The Parliamentary committee is seeking views from individuals and organisations about proposed changes to the Gender Recognition Act (Scotland) to help inform their inquiry and ensure the Bill receives “appropriate and robust” scrutiny.
The much-anticipated and consulted upon legislation would amend the Gender Recognition Act 2004 to introduce new criteria for applicants seeking to obtain a Gender Recognition Certificate.
New measures in the reform would mean the time period applicants are required to live in their acquired gender will be reduced from two years to three months with an additional three month reflection period.
Applicants will also no longer need to provide a medical diagnosis or medical evidence to support their application and the age people can apply to the process will be reduced from 18 to 16.
It will also be a criminal offence for applicants to make false statutory declarations with a sentence of up to two years’ imprisonment and/or a fine.
The consultation period marks the third time the change to the process has been consulted on.
However, Scottish Greens equalities spokesperson Maggie Chapman said the consultation period “does not constitute a delay” to legislation.
The MSP said: “As with any legislation, committee scrutiny includes a call for views and evidence to build on the Scottish Government’s two consultations on this last term.

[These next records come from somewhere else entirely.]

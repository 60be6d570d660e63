//! # Protocol Error Taxonomy
//!
//! The wire-facing error kinds and the JSON error envelope returned to
//! wallets and requestors. The envelope shape and kind names are part of
//! the wire contract with existing wallets; the HTTP status per kind is
//! fixed here so the routing layer stays free of error policy.

use std::fmt;

use serde::{Deserialize, Serialize};
use thiserror::Error;

/// Machine-readable protocol error kinds.
///
/// These map 1:1 onto the `error` field of the JSON envelope. Storage-layer
/// failures without a finer category use `Unknown`.
#[derive(Debug, Clone, Copy, PartialEq, Eq, Serialize, Deserialize)]
pub enum ErrorKind {
    /// Message received in a session state that does not accept it.
    /// Never transitions state; safe to retry.
    UnexpectedRequest,
    /// The message body could not be interpreted.
    MalformedInput,
    /// The session request itself is invalid (e.g. an all-optional
    /// disclosure in a disclosure session).
    MalformedRequest,
    /// A proof references an issuer public key the server does not hold.
    UnknownPublicKey,
    /// A proof from a distributed scheme lacks its keyshare contribution.
    KeyshareProofMissing,
    /// Disclosed attributes were expired at verification time.
    AttributesExpired,
    /// Proof verification failed cryptographically or against the request.
    InvalidProofs,
    /// Producing an issued signature failed.
    IssuanceFailed,
    /// Version negotiation failed.
    ProtocolVersion,
    /// The operation is not supported by this server.
    InvalidRequest,
    /// Uncategorised failure.
    Unknown,
}

impl ErrorKind {
    /// The HTTP status code this kind is delivered with.
    pub fn status(&self) -> u16 {
        match self {
            Self::UnexpectedRequest => 403,
            Self::MalformedInput | Self::MalformedRequest => 400,
            Self::UnknownPublicKey
            | Self::KeyshareProofMissing
            | Self::AttributesExpired
            | Self::InvalidProofs
            | Self::IssuanceFailed => 400,
            Self::ProtocolVersion => 400,
            Self::InvalidRequest => 400,
            Self::Unknown => 500,
        }
    }

    /// A fixed human-readable description of the kind.
    pub fn description(&self) -> &'static str {
        match self {
            Self::UnexpectedRequest => "Unexpected request in this state",
            Self::MalformedInput => "Input could not be parsed",
            Self::MalformedRequest => "Malformed session request",
            Self::UnknownPublicKey => "Attributes were signed by unknown public key",
            Self::KeyshareProofMissing => {
                "Keyshare server did not supply proof of knowledge of its part of the secret key"
            }
            Self::AttributesExpired => "Disclosed attributes were expired",
            Self::InvalidProofs => "Invalid secure protocol message",
            Self::IssuanceFailed => "Failed to create credential(s)",
            Self::ProtocolVersion => "Protocol version negotiation failed",
            Self::InvalidRequest => "Invalid request",
            Self::Unknown => "Unknown internal error",
        }
    }
}

impl fmt::Display for ErrorKind {
    fn fmt(&self, f: &mut fmt::Formatter<'_>) -> fmt::Result {
        write!(f, "{self:?}")
    }
}

/// The JSON error envelope delivered to clients.
#[derive(Error, Debug, Clone, PartialEq, Eq, Serialize, Deserialize)]
#[error("{error}: {description}")]
pub struct RemoteError {
    /// HTTP status the envelope is delivered with.
    pub status: u16,
    /// The machine-readable kind.
    pub error: ErrorKind,
    /// Fixed description of the kind.
    pub description: String,
    /// Optional context-specific message.
    #[serde(default, skip_serializing_if = "Option::is_none")]
    pub message: Option<String>,
    /// Optional stack trace; populated only in debug deployments.
    #[serde(default, skip_serializing_if = "Option::is_none")]
    pub stacktrace: Option<String>,
}

impl RemoteError {
    /// Build an envelope for `kind` with an optional context message.
    pub fn new(kind: ErrorKind, message: impl Into<String>) -> Self {
        let message = message.into();
        Self {
            status: kind.status(),
            error: kind,
            description: kind.description().to_string(),
            message: if message.is_empty() {
                None
            } else {
                Some(message)
            },
            stacktrace: None,
        }
    }

    /// The kind carried by this envelope.
    pub fn kind(&self) -> ErrorKind {
        self.error
    }
}

#[cfg(test)]
mod tests {
    use super::*;

    #[test]
    fn kind_statuses() {
        assert_eq!(ErrorKind::UnexpectedRequest.status(), 403);
        assert_eq!(ErrorKind::MalformedInput.status(), 400);
        assert_eq!(ErrorKind::Unknown.status(), 500);
    }

    #[test]
    fn envelope_shape() {
        let err = RemoteError::new(ErrorKind::InvalidProofs, "bad proof");
        let json = serde_json::to_value(&err).unwrap();
        assert_eq!(json["error"], "InvalidProofs");
        assert_eq!(json["status"], 400);
        assert_eq!(json["message"], "bad proof");
        assert!(json.get("stacktrace").is_none());
    }

    #[test]
    fn empty_message_omitted() {
        let err = RemoteError::new(ErrorKind::ProtocolVersion, "");
        let json = serde_json::to_value(&err).unwrap();
        assert!(json.get("message").is_none());
    }

    #[test]
    fn envelope_roundtrip() {
        let err = RemoteError::new(ErrorKind::KeyshareProofMissing, "scheme test");
        let json = serde_json::to_string(&err).unwrap();
        let back: RemoteError = serde_json::from_str(&json).unwrap();
        assert_eq!(back, err);
        assert_eq!(back.kind(), ErrorKind::KeyshareProofMissing);
    }
}
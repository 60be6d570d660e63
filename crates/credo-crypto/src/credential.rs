//! # Wallet-Side Credential
//!
//! A credential as held by a wallet: the issuer public key, the completed
//! CL signature, the full attribute vector (secret at slot 0), and the
//! non-revocation witness when the credential type is revocable.
//!
//! The server never holds these; they exist here for the prover arithmetic
//! and the test suite's in-process wallet.

use std::collections::BTreeSet;

use num_bigint_dig::BigUint;
use rand::Rng;

use crate::accumulator::Witness;
use crate::error::CryptoError;
use crate::issuer::IssueSignature;
use crate::keys::PublicKey;
use crate::proofs::DisclosureProofBuilder;
use crate::signature::ClSignature;

/// A credential held by a wallet.
#[derive(Debug, Clone)]
pub struct Credential {
    /// The issuer public key the signature verifies under.
    pub pk: PublicKey,
    /// The completed signature (blinding share added back in).
    pub signature: ClSignature,
    /// Full attribute vector: secret, metadata, named attributes, and the
    /// non-revocation attribute last when present.
    pub attributes: Vec<BigUint>,
    /// Witness against the issuer's revocation accumulator.
    pub witness: Option<Witness>,
}

impl Credential {
    /// Assemble a credential from an issuance response.
    ///
    /// `v_prime` is the blinding share the wallet committed inside `U`;
    /// `attributes` are the issuer-signed slots `1..` (without the secret
    /// and without the non-revocation attribute). The witness's prime
    /// becomes the final attribute slot.
    pub fn from_issuance(
        pk: &PublicKey,
        issued: &IssueSignature,
        secret: &BigUint,
        v_prime: &BigUint,
        attributes: &[BigUint],
        nonce2: &BigUint,
    ) -> Result<Self, CryptoError> {
        issued.proof_s.verify(pk, &issued.signature, nonce2)?;

        let signature = ClSignature {
            a: issued.signature.a.clone(),
            e: issued.signature.e.clone(),
            v: &issued.signature.v + v_prime,
        };

        let mut full = Vec::with_capacity(attributes.len() + 2);
        full.push(secret.clone());
        full.extend_from_slice(attributes);
        if let Some(witness) = &issued.witness {
            full.push(witness.e.clone());
        }

        let credential = Self {
            pk: pk.clone(),
            signature,
            attributes: full,
            witness: issued.witness.clone(),
        };
        if !credential.verify()? {
            return Err(CryptoError::SignatureVerification);
        }
        Ok(credential)
    }

    /// Verify the signature over the full attribute vector.
    pub fn verify(&self) -> Result<bool, CryptoError> {
        self.signature.verify(&self.pk, &self.attributes)
    }

    /// Start a disclosure proof revealing `disclosed` slots. The witness
    /// rides along when the session demands a non-revocation proof.
    pub fn disclosure_builder<R: Rng + ?Sized>(
        &self,
        rng: &mut R,
        disclosed: &BTreeSet<usize>,
        s_tilde: &BigUint,
        with_nonrev: bool,
    ) -> Result<DisclosureProofBuilder, CryptoError> {
        DisclosureProofBuilder::new(
            rng,
            &self.pk,
            &self.signature,
            &self.attributes,
            disclosed,
            s_tilde,
            if with_nonrev {
                self.witness.clone()
            } else {
                None
            },
        )
    }
}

"We remain committed to improve the lives of trans people quickly, especially given the rise in misinformation about this bill and hate crime against this marginalised group.”
The EHRCJ committee convener Joe FitzPatrick MSP said the consultation “marks the first step” in the committee’s scrutiny of the reform and it is “vital” to hear from a wide range of voices”.
He added: “We have launched this call for views to hear from you about your views on the key changes in the Bill, such as the removal of the need for medical evidence and reducing the minimum age for applications.
"The views of people and organisations from across the country are crucial to ensuring that this Bill is properly considered.”
There has been much debate around the reform with groups raising concerns that the new legislation could have an impact on single-sex exceptions in the Equality Act.
There are also fears the change in law could potentially place women in danger from men who might abuse a self-identification system.
The committee has stated it will not explore any issues outwith the scope of the Bill as part of the inquiry.
Meghan Gallacher MSP, Scottish Conservative Shadow Minister for Children and Young People welcomed the committee’s consultation period and said the Gender Reform Act debate “must be conducted in a sensitive and respectful manner”.
The MSP added: “The Gender Reform Act elicits passionate opinions on both sides and it’s vital that all view are not just heard, but taken into account.
“We will scrutinise and debate the Scottish Government’s proposals carefully, but we are clear that the rights and safety of women must not be eroded or compromised by this.”
Those who wish to shared their views with the committee can do so via the Scottish Parliament’s Citizen Space platform.
The deadline for submissions is May 16.